I like this video so much that I’ve not only watched it several times, I’ve made other people watch it, too. I often think about the light in my own students’ eyes when I’m teaching or lesson-planning. I also appreciate having the flexibility to seize my students’ interest while it’s hot–and I know they do, too!
If money, time and energy were no object, what would you want most for your classroom and your students? The school?
For my classroom, my ongoing goal is to update my library. It’s been my goal for a couple of years, but it’s harder than you’d think, and more expensive. Ideally, I’d like to have a wide variety of books to appeal to as large an audience as possible–boys, girls, reluctant readers and avid ones, nonfiction fans and fiction-devotees, graphic novels, newer versions of classics, books for research, mentor texts for lessons, and teaching about cultural or current events.
I’d also like a sink that is set up for washing food dishes from snack and tea, since that’s a very important part of our in-class Practical Life curriculum.
For the school, I’d like a child-accessible kitchen. By this, I mean a kitchen the kids can work in, with work spaces at kid level, where they could mix ingredients and knead dough. We can’t work in the School Kitchen during the day because Hot Lunch is being prepared. Also, the counters are too high. Working in the classrooms is okay, but we don’t have access to a stove, oven or a sink that can handle food dishes.
It would also be nice to have an unlimited budget for professional development. I’d like to be able to go to the Montessori Conference every year, no matter how far away! I’m going this year and I couldn’t be more excited!
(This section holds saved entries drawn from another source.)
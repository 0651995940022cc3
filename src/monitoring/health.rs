//! Poller health, served at `/api/health`.

use std::sync::Arc;

use chrono::{DateTime, Utc};
use serde::Serialize;
use tokio::sync::RwLock;

/// Shared health state updated by the poller.
#[derive(Clone)]
pub struct HealthState {
    inner: Arc<RwLock<HealthData>>,
}

#[derive(Debug, Clone, Serialize)]
#[serde(rename_all = "camelCase")]
pub struct HealthData {
    pub status: &'static str,
    pub poll_count: u64,
    pub last_poll_at: Option<DateTime<Utc>>,
    pub last_error: Option<String>,
    pub started_at: DateTime<Utc>,
    pub uptime_seconds: i64,
}

impl Default for HealthState {
    fn default() -> Self {
        Self::new()
    }
}

impl HealthState {
    pub fn new() -> Self {
        Self {
            inner: Arc::new(RwLock::new(HealthData {
                status: "starting",
                poll_count: 0,
                last_poll_at: None,
                last_error: None,
                started_at: Utc::now(),
                uptime_seconds: 0,
            })),
        }
    }

    /// Record a finished poll. `error` names the first input that failed.
    pub async fn record_poll(&self, error: Option<String>) {
        let mut data = self.inner.write().await;
        data.poll_count += 1;
        data.last_poll_at = Some(Utc::now());
        data.status = if error.is_some() { "degraded" } else { "ok" };
        data.last_error = error;
    }

    pub async fn snapshot(&self) -> HealthData {
        let mut data = self.inner.read().await.clone();
        data.uptime_seconds = (Utc::now() - data.started_at).num_seconds();
        data
    }
}

#[cfg(test)]
mod tests {
    use super::*;

    #[tokio::test]
    async fn test_health_starts() {
        let state = HealthState::new();
        let data = state.snapshot().await;
        assert_eq!(data.status, "starting");
        assert_eq!(data.poll_count, 0);
    }

    #[tokio::test]
    async fn test_health_poll_updates() {
        let state = HealthState::new();
        state.record_poll(None).await;
        state.record_poll(Some("P2P SELL ads".to_string())).await;

        let data = state.snapshot().await;
        assert_eq!(data.poll_count, 2);
        assert_eq!(data.status, "degraded");
        assert_eq!(data.last_error.as_deref(), Some("P2P SELL ads"));

        state.record_poll(None).await;
        let data = state.snapshot().await;
        assert_eq!(data.status, "ok");
        assert!(data.last_error.is_none());
    }

    #[test]
    fn test_health_serializes_camel_case() {
        let data = HealthData {
            status: "ok",
            poll_count: 3,
            last_poll_at: None,
            last_error: None,
            started_at: Utc::now(),
            uptime_seconds: 5,
        };
        let json = serde_json::to_value(&data).unwrap();
        assert_eq!(json["pollCount"], 3);
        assert_eq!(json["uptimeSeconds"], 5);
    }
}
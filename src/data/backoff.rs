//! Cached fetch with exponential backoff on HTTP 429.
//!
//! A call made while the current delay has not elapsed since the last
//! attempt is served from cache without touching the network.

use std::future::Future;
use std::time::Duration;

use chrono::Utc;
use rust_decimal::prelude::FromPrimitive;
use rust_decimal::Decimal;
use tokio::sync::Mutex;
use tokio::time::Instant;
use tracing::{debug, warn};

use crate::market::error::FetchError;

#[derive(Debug)]
pub struct BackoffState<T> {
    last_attempt: Option<Instant>,
    cached: Option<T>,
    delay: Duration,
    floor: Duration,
    ceiling: Duration,
}

impl<T: Clone> BackoffState<T> {
    pub fn new(floor: Duration, ceiling: Duration) -> Self {
        Self {
            last_attempt: None,
            cached: None,
            delay: floor,
            floor,
            ceiling: ceiling.max(floor),
        }
    }

    /// Whether a live call is allowed at `now`.
    pub fn ready(&self, now: Instant) -> bool {
        self.last_attempt
            .map_or(true, |last| now.saturating_duration_since(last) >= self.delay)
    }

    pub fn record_success(&mut self, now: Instant, value: T) {
        self.last_attempt = Some(now);
        self.cached = Some(value);
        self.delay = self.floor;
    }

    pub fn record_failure(&mut self, now: Instant, rate_limited: bool) {
        self.last_attempt = Some(now);
        if rate_limited {
            self.delay = (self.delay * 2).min(self.ceiling);
        }
    }

    pub fn cached(&self) -> Option<&T> {
        self.cached.as_ref()
    }

    pub fn delay(&self) -> Duration {
        self.delay
    }
}

/// Outcome of a cache lookup.
#[derive(Debug, Clone, PartialEq)]
pub enum Fetched<T> {
    /// Fetched from upstream on this call.
    Fresh(T),
    /// Served from cache, either gated by the backoff or after a failure.
    Cached(T),
    /// Nothing live and nothing cached.
    Unavailable,
}

impl<T> Fetched<T> {
    pub fn value(self) -> Option<T> {
        match self {
            Self::Fresh(v) | Self::Cached(v) => Some(v),
            Self::Unavailable => None,
        }
    }
}

/// `BackoffState` behind an async mutex, shared by every caller of one source.
pub struct BackoffCache<T> {
    name: &'static str,
    state: Mutex<BackoffState<T>>,
}

impl<T: Clone + Send> BackoffCache<T> {
    pub fn new(name: &'static str, floor: Duration, ceiling: Duration) -> Self {
        Self {
            name,
            state: Mutex::new(BackoffState::new(floor, ceiling)),
        }
    }

    /// Serve from cache while backing off, otherwise call `fetch` once.
    /// Concurrent callers wait on the same lock, so only one request is in
    /// flight per source.
    pub async fn get_or_fetch<F, Fut>(&self, fetch: F) -> Fetched<T>
    where
        F: FnOnce() -> Fut,
        Fut: Future<Output = Result<T, FetchError>>,
    {
        let mut state = self.state.lock().await;
        let now = Instant::now();

        if !state.ready(now) {
            debug!(source = self.name, delay_ms = state.delay().as_millis() as u64, "Backing off, serving cache");
            return state.cached().cloned().map_or(Fetched::Unavailable, Fetched::Cached);
        }

        match fetch().await {
            Ok(value) => {
                state.record_success(Instant::now(), value.clone());
                Fetched::Fresh(value)
            }
            Err(e) => {
                state.record_failure(Instant::now(), e.is_rate_limited());
                warn!(
                    source = self.name,
                    error = %e,
                    error_type = e.error_type(),
                    delay_ms = state.delay().as_millis() as u64,
                    "Upstream fetch failed"
                );
                state.cached().cloned().map_or(Fetched::Unavailable, Fetched::Cached)
            }
        }
    }

    pub async fn delay(&self) -> Duration {
        self.state.lock().await.delay()
    }
}

/// Degraded-mode stand-in: `base + sin(epoch_ms / 3_600_000) * amplitude`,
/// rounded to cents.
pub fn sinusoidal_placeholder(base: Decimal, amplitude: Decimal) -> Decimal {
    let ms = Utc::now().timestamp_millis() as f64;
    let wave = Decimal::from_f64((ms / 3_600_000.0).sin()).unwrap_or_default();
    (base + wave * amplitude).round_dp(2)
}

#[cfg(test)]
mod tests {
    use super::*;
    use rust_decimal_macros::dec;
    use std::sync::atomic::{AtomicUsize, Ordering};

    const FLOOR: Duration = Duration::from_secs(5);
    const CEILING: Duration = Duration::from_secs(60);

    #[test]
    fn test_delay_doubles_and_caps() {
        let mut state: BackoffState<f64> = BackoffState::new(FLOOR, CEILING);
        let mut now = Instant::now();

        let mut seen = Vec::new();
        for _ in 0..6 {
            state.record_failure(now, true);
            seen.push(state.delay().as_secs());
            now += state.delay();
        }
        assert_eq!(seen, vec![10, 20, 40, 60, 60, 60]);

        state.record_success(now, 26_000.0);
        assert_eq!(state.delay(), FLOOR);
        assert_eq!(state.cached(), Some(&26_000.0));
    }

    #[test]
    fn test_other_errors_keep_delay() {
        let mut state: BackoffState<f64> = BackoffState::new(FLOOR, CEILING);
        let now = Instant::now();
        state.record_failure(now, true);
        state.record_failure(now, false);
        assert_eq!(state.delay(), Duration::from_secs(10));
    }

    #[test]
    fn test_gate_on_last_attempt() {
        let mut state: BackoffState<f64> = BackoffState::new(FLOOR, CEILING);
        let now = Instant::now();
        assert!(state.ready(now));

        state.record_success(now, 1.0);
        assert!(!state.ready(now + Duration::from_secs(4)));
        assert!(state.ready(now + FLOOR));
    }

    #[tokio::test]
    async fn test_cache_serves_without_refetch_inside_delay() {
        let cache: BackoffCache<f64> = BackoffCache::new("test", FLOOR, CEILING);
        let calls = AtomicUsize::new(0);

        let first = cache
            .get_or_fetch(|| async {
                calls.fetch_add(1, Ordering::SeqCst);
                Ok(25_900.0)
            })
            .await;
        assert_eq!(first, Fetched::Fresh(25_900.0));

        let second = cache
            .get_or_fetch(|| async {
                calls.fetch_add(1, Ordering::SeqCst);
                Ok(1.0)
            })
            .await;
        assert_eq!(second, Fetched::Cached(25_900.0));
        assert_eq!(calls.load(Ordering::SeqCst), 1);
    }

    #[tokio::test]
    async fn test_rate_limited_without_cache_is_unavailable() {
        let cache: BackoffCache<f64> = BackoffCache::new("test", FLOOR, CEILING);
        let result = cache
            .get_or_fetch(|| async { Err(FetchError::RateLimited) })
            .await;
        assert_eq!(result, Fetched::Unavailable);
        assert_eq!(cache.delay().await, Duration::from_secs(10));
    }

    #[test]
    fn test_placeholder_stays_in_band() {
        let v = sinusoidal_placeholder(dec!(40000), dec!(2000));
        assert!((dec!(38000)..=dec!(42000)).contains(&v));
        assert!(v.scale() <= 2);
    }
}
What are your goals as a educator? (These can be long-term or short-term)
I mentioned in an earlier post that my goal for this year was professional development. Ultimately, I’d like to do some more Montessori training, possibly get my Masters in Montessori Education. I’d also welcome the opportunity to visit other Montessori schools across the nation, particularly those with Lower and Upper Elementary programs.